#### [Data for review]
━━━━━━

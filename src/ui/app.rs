use crate::client::RecommendationService;
use crate::config::Config;
use crate::events::{AppEvent, TuiEvent};
use crate::ui::conversation::{ConversationAction, ConversationManager};
use anyhow::{Context, Result};
use crossterm::{
    event::{DisableBracketedPaste, EnableBracketedPaste, EventStream, KeyCode, KeyEvent, KeyModifiers},
    execute,
    terminal::{disable_raw_mode, enable_raw_mode, EnterAlternateScreen, LeaveAlternateScreen},
};
use futures::StreamExt;
use ratatui::{backend::CrosstermBackend, Terminal};
use std::io::{self, Stdout};
use std::sync::Arc;
use tokio::time::{interval, Duration, MissedTickBehavior};
use tracing::{info, warn};

type Tui = Terminal<CrosstermBackend<Stdout>>;

/// Run the interactive chat until the user quits
pub async fn run(config: &Config, service: Arc<dyn RecommendationService>) -> Result<()> {
    let mut terminal = enter_terminal()?;
    let result = event_loop(&mut terminal, ConversationManager::new(config, service)).await;

    // Restore the terminal even when the loop failed
    if let Err(e) = leave_terminal(&mut terminal) {
        warn!(error = %e, "failed to restore terminal");
    }
    result
}

fn enter_terminal() -> Result<Tui> {
    enable_raw_mode().context("Failed to enable raw mode")?;
    let mut stdout = io::stdout();
    execute!(stdout, EnterAlternateScreen, EnableBracketedPaste)
        .context("Failed to enter alternate screen")?;
    Terminal::new(CrosstermBackend::new(stdout)).context("Failed to create terminal")
}

fn leave_terminal(terminal: &mut Tui) -> Result<()> {
    disable_raw_mode().context("Failed to disable raw mode")?;
    execute!(terminal.backend_mut(), LeaveAlternateScreen, DisableBracketedPaste)
        .context("Failed to leave alternate screen")?;
    terminal.show_cursor().context("Failed to show cursor")?;
    Ok(())
}

async fn event_loop(terminal: &mut Tui, mut manager: ConversationManager) -> Result<()> {
    let mut events = EventStream::new();
    let mut ticker = interval(Duration::from_millis(150));
    ticker.set_missed_tick_behavior(MissedTickBehavior::Skip);

    info!("chat started");
    loop {
        terminal
            .draw(|frame| frame.render_widget(&manager, frame.size()))
            .context("Failed to draw frame")?;

        let event = tokio::select! {
            maybe_event = events.next() => match maybe_event {
                Some(Ok(event)) => match TuiEvent::from_crossterm(event) {
                    Some(event) => AppEvent::Tui(event),
                    None => continue,
                },
                Some(Err(e)) => {
                    warn!(error = %e, "terminal input error");
                    AppEvent::InputClosed
                }
                None => AppEvent::InputClosed,
            },
            Some(outcome) = manager.next_reply() => AppEvent::Reply(outcome),
            _ = ticker.tick(), if manager.is_waiting() => AppEvent::Tick,
        };

        match event {
            AppEvent::Tui(TuiEvent::Key(key)) => {
                if is_quit_key(&key) {
                    break;
                }
                if manager.handle_key(key) == ConversationAction::Exit {
                    break;
                }
            }
            AppEvent::Tui(TuiEvent::Paste(text)) => manager.handle_paste(&text),
            AppEvent::Tui(TuiEvent::Resize(_, _)) | AppEvent::Tick => {}
            AppEvent::Reply(outcome) => manager.apply_reply(outcome),
            AppEvent::InputClosed => break,
        }
    }

    info!(messages = manager.conversation().len(), "chat ended");
    Ok(())
}

fn is_quit_key(key: &KeyEvent) -> bool {
    key.code == KeyCode::Esc
        || (key.code == KeyCode::Char('c') && key.modifiers.contains(KeyModifiers::CONTROL))
}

━━━━━━

Output every line from the records, exactly as written.

filename src/ui/app.rs
use crate::client::RecommendationService;
use crate::config::Config;
use crate::events::{AppEvent, TuiEvent};
use crate::ui::conversation::{ConversationAction, ConversationManager};
use anyhow::{Context, Result};
use crossterm::{
    event::{DisableBracketedPaste, EnableBracketedPaste, EventStream, KeyCode, KeyEvent, KeyModifiers},
    execute,
    terminal::{disable_raw_mode, enable_raw_mode, EnterAlternateScreen, LeaveAlternateScreen},
};
use futures::StreamExt;
use ratatui::{backend::CrosstermBackend, Terminal};
use std::io::{self, Stdout};
use std::sync::Arc;
use tokio::time::{interval, Duration, MissedTickBehavior};
use tracing::{info, warn};

type Tui = Terminal<CrosstermBackend<Stdout>>;

/// Run the interactive chat until the user quits
pub async fn run(config: &Config, service: Arc<dyn RecommendationService>) -> Result<()> {
    let mut terminal = enter_terminal()?;
    let result = event_loop(&mut terminal, ConversationManager::new(config, service)).await;

    // Restore the terminal even when the loop failed
    if let Err(e) = leave_terminal(&mut terminal) {
        warn!(error = %e, "failed to restore terminal");
    }
    result
}

fn enter_terminal() -> Result<Tui> {
    enable_raw_mode().context("Failed to enable raw mode")?;
    let mut stdout = io::stdout();
    execute!(stdout, EnterAlternateScreen, EnableBracketedPaste)
        .context("Failed to enter alternate screen")?;
    Terminal::new(CrosstermBackend::new(stdout)).context("Failed to create terminal")
}

fn leave_terminal(terminal: &mut Tui) -> Result<()> {
    disable_raw_mode().context("Failed to disable raw mode")?;
    execute!(terminal.backend_mut(), LeaveAlternateScreen, DisableBracketedPaste)
        .context("Failed to leave alternate screen")?;
    terminal.show_cursor().context("Failed to show cursor")?;
    Ok(())
}

async fn event_loop(terminal: &mut Tui, mut manager: ConversationManager) -> Result<()> {
    let mut events = EventStream::new();
    let mut ticker = interval(Duration::from_millis(150));
    ticker.set_missed_tick_behavior(MissedTickBehavior::Skip);

    info!("chat started");
    loop {
        terminal
            .draw(|frame| frame.render_widget(&manager, frame.size()))
            .context("Failed to draw frame")?;

        let event = tokio::select! {
            maybe_event = events.next() => match maybe_event {
                Some(Ok(event)) => match TuiEvent::from_crossterm(event) {
                    Some(event) => AppEvent::Tui(event),
                    None => continue,
                },
                Some(Err(e)) => {
                    warn!(error = %e, "terminal input error");
                    AppEvent::InputClosed
                }
                None => AppEvent::InputClosed,
            },
            Some(outcome) = manager.next_reply() => AppEvent::Reply(outcome),
            _ = ticker.tick(), if manager.is_waiting() => AppEvent::Tick,
        };

        match event {
            AppEvent::Tui(TuiEvent::Key(key)) => {
                if is_quit_key(&key) {
                    break;
                }
                if manager.handle_key(key) == ConversationAction::Exit {
                    break;
                }
            }
            AppEvent::Tui(TuiEvent::Paste(text)) => manager.handle_paste(&text),
            AppEvent::Tui(TuiEvent::Resize(_, _)) | AppEvent::Tick => {}
            AppEvent::Reply(outcome) => manager.apply_reply(outcome),
            AppEvent::InputClosed => break,
        }
    }

    info!(messages = manager.conversation().len(), "chat ended");
    Ok(())
}

fn is_quit_key(key: &KeyEvent) -> bool {
    key.code == KeyCode::Esc
        || (key.code == KeyCode::Char('c') && key.modifiers.contains(KeyModifiers::CONTROL))
}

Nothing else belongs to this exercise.